Но сжигавшее Иоанна пламя уже нельзя было ограничить условным пространством какого-то внутреннего мира. Его собственное «Я» давно уже не вмещалось в пределы кожного покрова, им обнималась без изъятия вся Россия. А значит, и от терзаний, переживаемых тем, кто сам себя определил в качестве ее судьи, не могла быть избавлена и подвластная ему страна. Гореть и мучиться вместе с ним надлежало всему, что было обязано подчиняться его царственным начертаниям. Впрочем, здесь дело не ограничивалось одним только судом, а значит, и муки должны были носить не один только нравственный характер: своею царственной волей Иоанн сам себя назначил еще и палачом своей страны.
К сожалению, многие химеры самосознания высших государственных лиц имеют какое-то таинственное и вместе с тем страшное свойство обращаться в плоть. Слишком многое находится во власти не ограниченного ничем самодержца.
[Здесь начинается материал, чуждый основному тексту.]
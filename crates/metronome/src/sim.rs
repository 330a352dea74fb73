//! Simulated network backed by a [`FleetDirectory`].
//!
//! Commands mutate the fleet the way a real entity would and answer with the
//! status a real entity would send. Used by the CLI and by integration tests.

use std::collections::HashSet;
use std::sync::Arc;
use std::time::Duration;

use metroconf::SimulationConfig;

use crate::command::{AemResponse, AemStatus, ControlResponse, ControlStatus, NetworkCommands};
use crate::directory::{DeviceDirectory, FleetDirectory, FleetError};
use crate::types::{
    AudioUnitIndex, ClockDomainIndex, ClockSourceIndex, DeviceId, ParseDeviceIdError, SamplingRate,
    StreamIdentification,
};

pub struct SimulatedNetwork {
    fleet: Arc<FleetDirectory>,
    latency: Option<Duration>,
    failing: HashSet<DeviceId>,
}

impl SimulatedNetwork {
    pub fn new(fleet: Arc<FleetDirectory>) -> Self {
        Self {
            fleet,
            latency: None,
            failing: HashSet::new(),
        }
    }

    /// Answer every command after `latency` instead of inline.
    pub fn with_latency(mut self, latency: Duration) -> Self {
        self.latency = (!latency.is_zero()).then_some(latency);
        self
    }

    /// Commands addressed to these devices answer NotSupported.
    pub fn with_failing(mut self, devices: impl IntoIterator<Item = DeviceId>) -> Self {
        self.failing.extend(devices);
        self
    }

    pub fn from_config(fleet: Arc<FleetDirectory>, config: &SimulationConfig) -> Result<Self, ParseDeviceIdError> {
        let failing = config
            .failing_devices
            .iter()
            .map(|id| id.parse::<DeviceId>())
            .collect::<Result<Vec<_>, _>>()?;
        Ok(Self::new(fleet)
            .with_latency(Duration::from_millis(config.command_latency_ms))
            .with_failing(failing))
    }

    pub fn fleet(&self) -> &Arc<FleetDirectory> {
        &self.fleet
    }

    /// Run `apply` now or after the configured latency, then hand its status
    /// to `respond`.
    fn answer<S, F>(&self, apply: F, respond: Box<dyn FnOnce(S) + Send>)
    where
        S: Send + 'static,
        F: FnOnce() -> S + Send + 'static,
    {
        let delayed = self
            .latency
            .and_then(|latency| tokio::runtime::Handle::try_current().ok().map(|rt| (latency, rt)));
        match delayed {
            Some((latency, rt)) => {
                rt.spawn(async move {
                    tokio::time::sleep(latency).await;
                    respond(apply());
                });
            }
            None => respond(apply()),
        }
    }
}

fn control_status(result: Result<(), FleetError>) -> ControlStatus {
    match result {
        Ok(()) => ControlStatus::Success,
        Err(FleetError::UnknownDevice(_)) => ControlStatus::UnknownEntity,
        Err(FleetError::UnknownStream { .. }) => ControlStatus::TalkerNoStreamIndex,
        Err(err) => {
            tracing::debug!(error = %err, "Simulated stream command failed");
            ControlStatus::InternalError
        }
    }
}

fn aem_status(result: Result<(), FleetError>) -> AemStatus {
    match result {
        Ok(()) => AemStatus::Success,
        Err(FleetError::UnknownDevice(_)) => AemStatus::UnknownEntity,
        Err(FleetError::UnknownClockSource { .. })
        | Err(FleetError::UnknownAudioUnit { .. })
        | Err(FleetError::NoClockDomain(_)) => AemStatus::NoSuchDescriptor,
        Err(err) => {
            tracing::debug!(error = %err, "Simulated entity command failed");
            AemStatus::InternalError
        }
    }
}

impl NetworkCommands for SimulatedNetwork {
    fn connect_stream(&self, talker: StreamIdentification, listener: StreamIdentification, respond: ControlResponse) {
        tracing::debug!(%talker, %listener, "connect_stream");
        let fleet = self.fleet.clone();
        let failing = self.failing.contains(&talker.device) || self.failing.contains(&listener.device);
        self.answer(
            move || {
                if failing {
                    return ControlStatus::NotSupported;
                }
                if fleet.device(listener.device).is_none() {
                    return ControlStatus::ListenerUnknownId;
                }
                if fleet.device(talker.device).is_none() {
                    return ControlStatus::TalkerUnknownId;
                }
                control_status(fleet.connect_stream(talker, listener))
            },
            respond,
        );
    }

    fn disconnect_stream(&self, talker: StreamIdentification, listener: StreamIdentification, respond: ControlResponse) {
        tracing::debug!(%talker, %listener, "disconnect_stream");
        let fleet = self.fleet.clone();
        let failing = self.failing.contains(&talker.device) || self.failing.contains(&listener.device);
        self.answer(
            move || {
                if failing {
                    return ControlStatus::NotSupported;
                }
                let Some(device) = fleet.device(listener.device) else {
                    return ControlStatus::ListenerUnknownId;
                };
                if !device.is_connected(listener.stream, talker) {
                    return ControlStatus::NotConnected;
                }
                control_status(fleet.disconnect_stream(listener))
            },
            respond,
        );
    }

    fn set_clock_source(
        &self,
        device: DeviceId,
        clock_domain: ClockDomainIndex,
        source: ClockSourceIndex,
        respond: AemResponse,
    ) {
        tracing::debug!(device.id = %device, clock.domain = clock_domain, clock.source = source, "set_clock_source");
        let fleet = self.fleet.clone();
        let failing = self.failing.contains(&device);
        self.answer(
            move || {
                if failing {
                    return AemStatus::NotSupported;
                }
                // The fleet only models the first clock domain
                if clock_domain != 0 {
                    return AemStatus::NoSuchDescriptor;
                }
                aem_status(fleet.set_clock_source(device, source))
            },
            respond,
        );
    }

    fn set_sampling_rate(&self, device: DeviceId, audio_unit: AudioUnitIndex, rate: SamplingRate, respond: AemResponse) {
        tracing::debug!(device.id = %device, audio.unit = audio_unit, %rate, "set_sampling_rate");
        let fleet = self.fleet.clone();
        let failing = self.failing.contains(&device);
        self.answer(
            move || {
                if failing {
                    return AemStatus::NotSupported;
                }
                aem_status(fleet.set_sampling_rate(device, audio_unit, rate))
            },
            respond,
        );
    }
}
Больше того, даже самосознание нации долгое время не подвергает сомнению право государя вершить суд над своим народом. Напомним, что только в следующем столетии (27 января 1649 года) прозвучит приговор английской судебной палаты, в котором властитель впервые будет объявлен врагом нации. «Настоящий суд по разуму и совести убедился, что он, Карл Стюарт, виноват в поднятии войны против парламента и народа, а также в поддержании и продолжении ее… Он был и продолжает быть виновным в беззаконных замыслах, изложенных в обвинении; в том, что упомянутая война была начата, поддерживалась и продолжалась им… ради исполнения упомянутой цели, что он был и продолжает быть виновником, творцом и продолжателем указанной противоестественной, жестокой и кровавой войны и тем самым… виновен в государственной измене, убийствах, грабежах, погромах, насилиях, опустошениях, во вреде и несчастии нации, совершенных в названную войну.
Настоящий суд решил, что за все эти измены и преступления он, Карл Стюарт, как тиран, изменник, убийца и как враг добрых людей этой нации должен быть предан смерти через отсечение головы от тела.»
Но, во-первых, это будет еще не скоро, во-вторых, Россия – не Англия, и свойственное западноевропейскому менталитету еще долгое время будет чуждо ей. В последнем утверждении нет и тени морализаторства по поводу нашей отсталости или неразвитости; на самом деле все куда как глубже – здесь фундаментальное различие культур, различия же культур – слишком серьезная материя, чтобы ее можно было объяснить примитивной ссылкой на простую задержку в развитии народов. Больше того, подобные объяснения сами способны свидетельствовать о неполной интеллектуальной состоятельности такого резонерства. Впрочем, справедливости ради, следует сказать, что и в России того времени раздавались довольно громкие голоса против опричных казней. Так, например, московский митрополит Филипп (Колычев Федор Степанович, 1507—1569) публично выступил против Иоанна, за что, собственно, и был низложен в 1568 году и вскоре задушен по приказу царя. Да и уже приводившиеся здесь письма беглого князя Курбского – это ведь тоже свидетельство протеста. Но причиной подобной диссиденции служило не сомнение в праве верховной власти на насилие по отношению к своим подданным, но скорее то, что здесь русским царем была преступлена некая мера, перейден некий незримый, но вместе с тем абсолютный даже для государя предел.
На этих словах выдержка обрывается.